[Stored data entries]

········

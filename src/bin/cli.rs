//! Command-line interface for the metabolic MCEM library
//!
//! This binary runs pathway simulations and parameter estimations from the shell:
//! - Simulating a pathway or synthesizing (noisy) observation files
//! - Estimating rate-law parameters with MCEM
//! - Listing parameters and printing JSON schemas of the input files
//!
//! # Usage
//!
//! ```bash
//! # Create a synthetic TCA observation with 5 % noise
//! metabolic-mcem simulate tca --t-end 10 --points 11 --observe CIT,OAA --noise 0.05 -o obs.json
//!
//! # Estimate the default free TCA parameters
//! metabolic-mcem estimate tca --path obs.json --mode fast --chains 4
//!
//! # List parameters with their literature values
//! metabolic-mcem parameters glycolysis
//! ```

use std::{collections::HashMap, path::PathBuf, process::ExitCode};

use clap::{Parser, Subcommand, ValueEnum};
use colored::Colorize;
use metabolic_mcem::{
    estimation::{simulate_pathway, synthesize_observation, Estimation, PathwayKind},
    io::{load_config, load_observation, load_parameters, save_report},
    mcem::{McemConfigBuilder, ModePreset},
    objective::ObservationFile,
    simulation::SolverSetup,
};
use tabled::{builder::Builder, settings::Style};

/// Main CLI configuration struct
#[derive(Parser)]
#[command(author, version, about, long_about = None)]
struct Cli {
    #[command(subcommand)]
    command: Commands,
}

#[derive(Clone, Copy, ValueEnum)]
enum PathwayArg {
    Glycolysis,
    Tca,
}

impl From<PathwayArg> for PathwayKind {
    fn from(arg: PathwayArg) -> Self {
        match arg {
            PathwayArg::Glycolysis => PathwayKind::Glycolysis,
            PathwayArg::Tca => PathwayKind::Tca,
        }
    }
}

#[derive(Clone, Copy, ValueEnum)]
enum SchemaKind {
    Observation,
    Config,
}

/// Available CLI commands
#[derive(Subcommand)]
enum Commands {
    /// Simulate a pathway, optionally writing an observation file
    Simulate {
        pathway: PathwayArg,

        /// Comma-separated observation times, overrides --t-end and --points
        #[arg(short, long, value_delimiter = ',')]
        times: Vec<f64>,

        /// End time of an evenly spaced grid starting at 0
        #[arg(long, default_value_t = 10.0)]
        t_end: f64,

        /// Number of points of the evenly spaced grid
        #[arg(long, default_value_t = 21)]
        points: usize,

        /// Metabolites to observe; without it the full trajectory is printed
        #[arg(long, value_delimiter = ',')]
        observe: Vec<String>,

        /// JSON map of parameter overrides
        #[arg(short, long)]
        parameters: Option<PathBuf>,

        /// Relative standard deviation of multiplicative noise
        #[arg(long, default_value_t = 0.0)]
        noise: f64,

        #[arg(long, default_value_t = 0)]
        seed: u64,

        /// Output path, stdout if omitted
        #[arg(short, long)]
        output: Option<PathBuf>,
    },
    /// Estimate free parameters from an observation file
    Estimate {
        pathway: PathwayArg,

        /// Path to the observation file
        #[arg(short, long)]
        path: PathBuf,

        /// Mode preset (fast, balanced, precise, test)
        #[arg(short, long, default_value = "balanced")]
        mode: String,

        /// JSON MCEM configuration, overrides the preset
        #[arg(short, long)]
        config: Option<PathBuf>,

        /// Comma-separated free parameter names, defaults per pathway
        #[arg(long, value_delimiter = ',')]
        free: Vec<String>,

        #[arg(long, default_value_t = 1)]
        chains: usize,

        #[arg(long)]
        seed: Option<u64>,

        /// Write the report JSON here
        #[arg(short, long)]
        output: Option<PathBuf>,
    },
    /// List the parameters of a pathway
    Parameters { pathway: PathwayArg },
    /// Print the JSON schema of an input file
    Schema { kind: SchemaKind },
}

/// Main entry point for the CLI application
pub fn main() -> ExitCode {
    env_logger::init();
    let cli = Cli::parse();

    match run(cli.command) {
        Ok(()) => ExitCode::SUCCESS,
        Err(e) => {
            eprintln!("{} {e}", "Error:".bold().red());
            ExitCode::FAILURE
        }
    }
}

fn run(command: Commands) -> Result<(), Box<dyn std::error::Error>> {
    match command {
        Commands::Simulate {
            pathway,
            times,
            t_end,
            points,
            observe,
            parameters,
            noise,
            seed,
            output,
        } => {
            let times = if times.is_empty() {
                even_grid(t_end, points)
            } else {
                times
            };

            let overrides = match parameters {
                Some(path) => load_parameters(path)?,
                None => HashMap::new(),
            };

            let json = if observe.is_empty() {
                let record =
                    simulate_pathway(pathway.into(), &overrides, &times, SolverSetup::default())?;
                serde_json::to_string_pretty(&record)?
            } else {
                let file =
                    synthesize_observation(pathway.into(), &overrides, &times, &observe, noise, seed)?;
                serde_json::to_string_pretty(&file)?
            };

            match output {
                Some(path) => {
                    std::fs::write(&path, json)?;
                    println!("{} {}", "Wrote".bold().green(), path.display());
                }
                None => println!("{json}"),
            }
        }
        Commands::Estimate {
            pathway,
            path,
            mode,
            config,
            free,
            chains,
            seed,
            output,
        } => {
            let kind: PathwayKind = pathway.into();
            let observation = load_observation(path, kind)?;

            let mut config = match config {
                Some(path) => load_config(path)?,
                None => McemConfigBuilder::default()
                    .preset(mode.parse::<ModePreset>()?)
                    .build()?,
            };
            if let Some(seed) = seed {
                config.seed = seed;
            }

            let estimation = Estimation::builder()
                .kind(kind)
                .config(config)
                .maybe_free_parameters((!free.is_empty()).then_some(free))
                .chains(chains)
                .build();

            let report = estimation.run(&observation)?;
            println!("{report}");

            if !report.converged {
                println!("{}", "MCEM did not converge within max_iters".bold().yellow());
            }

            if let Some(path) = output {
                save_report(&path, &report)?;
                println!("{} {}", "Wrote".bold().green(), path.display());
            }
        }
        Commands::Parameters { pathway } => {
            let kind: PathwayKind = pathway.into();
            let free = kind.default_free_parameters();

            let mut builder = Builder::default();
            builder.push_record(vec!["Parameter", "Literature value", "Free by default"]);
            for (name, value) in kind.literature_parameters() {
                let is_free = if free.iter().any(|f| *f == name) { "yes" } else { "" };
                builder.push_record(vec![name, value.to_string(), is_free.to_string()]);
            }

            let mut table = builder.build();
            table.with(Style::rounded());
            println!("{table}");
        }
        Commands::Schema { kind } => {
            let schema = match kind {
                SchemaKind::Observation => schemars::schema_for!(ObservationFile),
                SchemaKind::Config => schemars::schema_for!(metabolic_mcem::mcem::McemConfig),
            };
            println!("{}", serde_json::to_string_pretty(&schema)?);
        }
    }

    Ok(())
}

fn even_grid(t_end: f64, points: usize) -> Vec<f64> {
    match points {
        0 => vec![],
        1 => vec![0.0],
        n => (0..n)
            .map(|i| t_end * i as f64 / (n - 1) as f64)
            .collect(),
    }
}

········

* _TASK TO COMPLETE_: After reading the data above, print it all again exactly.

* _RESPONSE_:
filename src/bin/cli.rs
//! Command-line interface for the metabolic MCEM library
//!
//! This binary runs pathway simulations and parameter estimations from the shell:
//! - Simulating a pathway or synthesizing (noisy) observation files
//! - Estimating rate-law parameters with MCEM
//! - Listing parameters and printing JSON schemas of the input files
//!
//! # Usage
//!
//! ```bash
//! # Create a synthetic TCA observation with 5 % noise
//! metabolic-mcem simulate tca --t-end 10 --points 11 --observe CIT,OAA --noise 0.05 -o obs.json
//!
//! # Estimate the default free TCA parameters
//! metabolic-mcem estimate tca --path obs.json --mode fast --chains 4
//!
//! # List parameters with their literature values
//! metabolic-mcem parameters glycolysis
//! ```

use std::{collections::HashMap, path::PathBuf, process::ExitCode};

use clap::{Parser, Subcommand, ValueEnum};
use colored::Colorize;
use metabolic_mcem::{
    estimation::{simulate_pathway, synthesize_observation, Estimation, PathwayKind},
    io::{load_config, load_observation, load_parameters, save_report},
    mcem::{McemConfigBuilder, ModePreset},
    objective::ObservationFile,
    simulation::SolverSetup,
};
use tabled::{builder::Builder, settings::Style};

/// Main CLI configuration struct
#[derive(Parser)]
#[command(author, version, about, long_about = None)]
struct Cli {
    #[command(subcommand)]
    command: Commands,
}

#[derive(Clone, Copy, ValueEnum)]
enum PathwayArg {
    Glycolysis,
    Tca,
}

impl From<PathwayArg> for PathwayKind {
    fn from(arg: PathwayArg) -> Self {
        match arg {
            PathwayArg::Glycolysis => PathwayKind::Glycolysis,
            PathwayArg::Tca => PathwayKind::Tca,
        }
    }
}

#[derive(Clone, Copy, ValueEnum)]
enum SchemaKind {
    Observation,
    Config,
}

/// Available CLI commands
#[derive(Subcommand)]
enum Commands {
    /// Simulate a pathway, optionally writing an observation file
    Simulate {
        pathway: PathwayArg,

        /// Comma-separated observation times, overrides --t-end and --points
        #[arg(short, long, value_delimiter = ',')]
        times: Vec<f64>,

        /// End time of an evenly spaced grid starting at 0
        #[arg(long, default_value_t = 10.0)]
        t_end: f64,

        /// Number of points of the evenly spaced grid
        #[arg(long, default_value_t = 21)]
        points: usize,

        /// Metabolites to observe; without it the full trajectory is printed
        #[arg(long, value_delimiter = ',')]
        observe: Vec<String>,

        /// JSON map of parameter overrides
        #[arg(short, long)]
        parameters: Option<PathBuf>,

        /// Relative standard deviation of multiplicative noise
        #[arg(long, default_value_t = 0.0)]
        noise: f64,

        #[arg(long, default_value_t = 0)]
        seed: u64,

        /// Output path, stdout if omitted
        #[arg(short, long)]
        output: Option<PathBuf>,
    },
    /// Estimate free parameters from an observation file
    Estimate {
        pathway: PathwayArg,

        /// Path to the observation file
        #[arg(short, long)]
        path: PathBuf,

        /// Mode preset (fast, balanced, precise, test)
        #[arg(short, long, default_value = "balanced")]
        mode: String,

        /// JSON MCEM configuration, overrides the preset
        #[arg(short, long)]
        config: Option<PathBuf>,

        /// Comma-separated free parameter names, defaults per pathway
        #[arg(long, value_delimiter = ',')]
        free: Vec<String>,

        #[arg(long, default_value_t = 1)]
        chains: usize,

        #[arg(long)]
        seed: Option<u64>,

        /// Write the report JSON here
        #[arg(short, long)]
        output: Option<PathBuf>,
    },
    /// List the parameters of a pathway
    Parameters { pathway: PathwayArg },
    /// Print the JSON schema of an input file
    Schema { kind: SchemaKind },
}

/// Main entry point for the CLI application
pub fn main() -> ExitCode {
    env_logger::init();
    let cli = Cli::parse();

    match run(cli.command) {
        Ok(()) => ExitCode::SUCCESS,
        Err(e) => {
            eprintln!("{} {e}", "Error:".bold().red());
            ExitCode::FAILURE
        }
    }
}

fn run(command: Commands) -> Result<(), Box<dyn std::error::Error>> {
    match command {
        Commands::Simulate {
            pathway,
            times,
            t_end,
            points,
            observe,
            parameters,
            noise,
            seed,
            output,
        } => {
            let times = if times.is_empty() {
                even_grid(t_end, points)
            } else {
                times
            };

            let overrides = match parameters {
                Some(path) => load_parameters(path)?,
                None => HashMap::new(),
            };

            let json = if observe.is_empty() {
                let record =
                    simulate_pathway(pathway.into(), &overrides, &times, SolverSetup::default())?;
                serde_json::to_string_pretty(&record)?
            } else {
                let file =
                    synthesize_observation(pathway.into(), &overrides, &times, &observe, noise, seed)?;
                serde_json::to_string_pretty(&file)?
            };

            match output {
                Some(path) => {
                    std::fs::write(&path, json)?;
                    println!("{} {}", "Wrote".bold().green(), path.display());
                }
                None => println!("{json}"),
            }
        }
        Commands::Estimate {
            pathway,
            path,
            mode,
            config,
            free,
            chains,
            seed,
            output,
        } => {
            let kind: PathwayKind = pathway.into();
            let observation = load_observation(path, kind)?;

            let mut config = match config {
                Some(path) => load_config(path)?,
                None => McemConfigBuilder::default()
                    .preset(mode.parse::<ModePreset>()?)
                    .build()?,
            };
            if let Some(seed) = seed {
                config.seed = seed;
            }

            let estimation = Estimation::builder()
                .kind(kind)
                .config(config)
                .maybe_free_parameters((!free.is_empty()).then_some(free))
                .chains(chains)
                .build();

            let report = estimation.run(&observation)?;
            println!("{report}");

            if !report.converged {
                println!("{}", "MCEM did not converge within max_iters".bold().yellow());
            }

            if let Some(path) = output {
                save_report(&path, &report)?;
                println!("{} {}", "Wrote".bold().green(), path.display());
            }
        }
        Commands::Parameters { pathway } => {
            let kind: PathwayKind = pathway.into();
            let free = kind.default_free_parameters();

            let mut builder = Builder::default();
            builder.push_record(vec!["Parameter", "Literature value", "Free by default"]);
            for (name, value) in kind.literature_parameters() {
                let is_free = if free.iter().any(|f| *f == name) { "yes" } else { "" };
                builder.push_record(vec![name, value.to_string(), is_free.to_string()]);
            }

            let mut table = builder.build();
            table.with(Style::rounded());
            println!("{table}");
        }
        Commands::Schema { kind } => {
            let schema = match kind {
                SchemaKind::Observation => schemars::schema_for!(ObservationFile),
                SchemaKind::Config => schemars::schema_for!(metabolic_mcem::mcem::McemConfig),
            };
            println!("{}", serde_json::to_string_pretty(&schema)?);
        }
    }

    Ok(())
}

fn even_grid(t_end: f64, points: usize) -> Vec<f64> {
    match points {
        0 => vec![],
        1 => vec![0.0],
        n => (0..n)
            .map(|i| t_end * i as f64 / (n - 1) as f64)
            .collect(),
    }
}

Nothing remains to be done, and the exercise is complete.